## TASK
Scan the entries that follow for the word "expected", then report every line in which it appears.

## RECORDS TO PROCESS

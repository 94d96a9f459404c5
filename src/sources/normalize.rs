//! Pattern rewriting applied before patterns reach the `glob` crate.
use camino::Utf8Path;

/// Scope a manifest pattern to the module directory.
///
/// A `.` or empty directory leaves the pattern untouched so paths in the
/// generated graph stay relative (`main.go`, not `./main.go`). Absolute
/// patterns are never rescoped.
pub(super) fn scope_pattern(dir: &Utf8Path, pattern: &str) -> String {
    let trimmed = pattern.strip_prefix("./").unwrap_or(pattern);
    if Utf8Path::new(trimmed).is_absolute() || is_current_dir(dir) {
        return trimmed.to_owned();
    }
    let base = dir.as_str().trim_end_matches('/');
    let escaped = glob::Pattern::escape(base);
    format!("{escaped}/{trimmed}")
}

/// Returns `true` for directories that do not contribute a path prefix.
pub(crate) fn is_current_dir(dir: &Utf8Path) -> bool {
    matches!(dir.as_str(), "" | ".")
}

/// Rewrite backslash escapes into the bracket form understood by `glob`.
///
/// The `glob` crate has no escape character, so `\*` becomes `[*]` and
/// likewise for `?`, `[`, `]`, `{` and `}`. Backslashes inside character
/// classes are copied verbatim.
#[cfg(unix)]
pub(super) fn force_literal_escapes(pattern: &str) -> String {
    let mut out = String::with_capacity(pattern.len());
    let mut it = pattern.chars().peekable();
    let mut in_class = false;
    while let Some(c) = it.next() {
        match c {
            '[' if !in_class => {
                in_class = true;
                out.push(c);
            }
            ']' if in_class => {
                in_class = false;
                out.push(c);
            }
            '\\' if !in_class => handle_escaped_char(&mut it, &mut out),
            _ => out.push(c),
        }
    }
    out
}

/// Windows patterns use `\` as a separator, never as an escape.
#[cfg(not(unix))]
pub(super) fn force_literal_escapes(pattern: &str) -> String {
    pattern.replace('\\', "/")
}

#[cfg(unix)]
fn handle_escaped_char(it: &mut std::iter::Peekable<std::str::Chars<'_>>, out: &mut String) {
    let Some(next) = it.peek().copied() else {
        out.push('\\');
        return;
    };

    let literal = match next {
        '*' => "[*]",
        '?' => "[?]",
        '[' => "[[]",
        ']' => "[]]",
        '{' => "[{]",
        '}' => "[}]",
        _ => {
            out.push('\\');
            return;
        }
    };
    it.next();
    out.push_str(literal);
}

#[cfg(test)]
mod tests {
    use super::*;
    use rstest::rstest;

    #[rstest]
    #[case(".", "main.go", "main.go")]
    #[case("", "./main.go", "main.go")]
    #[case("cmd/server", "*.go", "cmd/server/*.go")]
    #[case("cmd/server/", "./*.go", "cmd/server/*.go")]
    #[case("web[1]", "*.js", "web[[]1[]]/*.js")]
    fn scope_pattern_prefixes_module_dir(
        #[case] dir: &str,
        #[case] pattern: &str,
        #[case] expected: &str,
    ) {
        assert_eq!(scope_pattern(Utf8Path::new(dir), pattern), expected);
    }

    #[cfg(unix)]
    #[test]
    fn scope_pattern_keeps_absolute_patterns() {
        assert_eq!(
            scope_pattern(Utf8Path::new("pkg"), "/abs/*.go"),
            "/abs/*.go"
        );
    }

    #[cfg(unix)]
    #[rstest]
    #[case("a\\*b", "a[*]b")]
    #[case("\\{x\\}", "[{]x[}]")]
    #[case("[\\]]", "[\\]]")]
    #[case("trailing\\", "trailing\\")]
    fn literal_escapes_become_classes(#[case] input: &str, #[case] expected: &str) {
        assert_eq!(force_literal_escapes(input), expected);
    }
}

## EXERCISE ANSWER
        #[case] expected: &str,
        assert_eq!(scope_pattern(Utf8Path::new(dir), pattern), expected);
    fn literal_escapes_become_classes(#[case] input: &str, #[case] expected: &str) {
        assert_eq!(force_literal_escapes(input), expected);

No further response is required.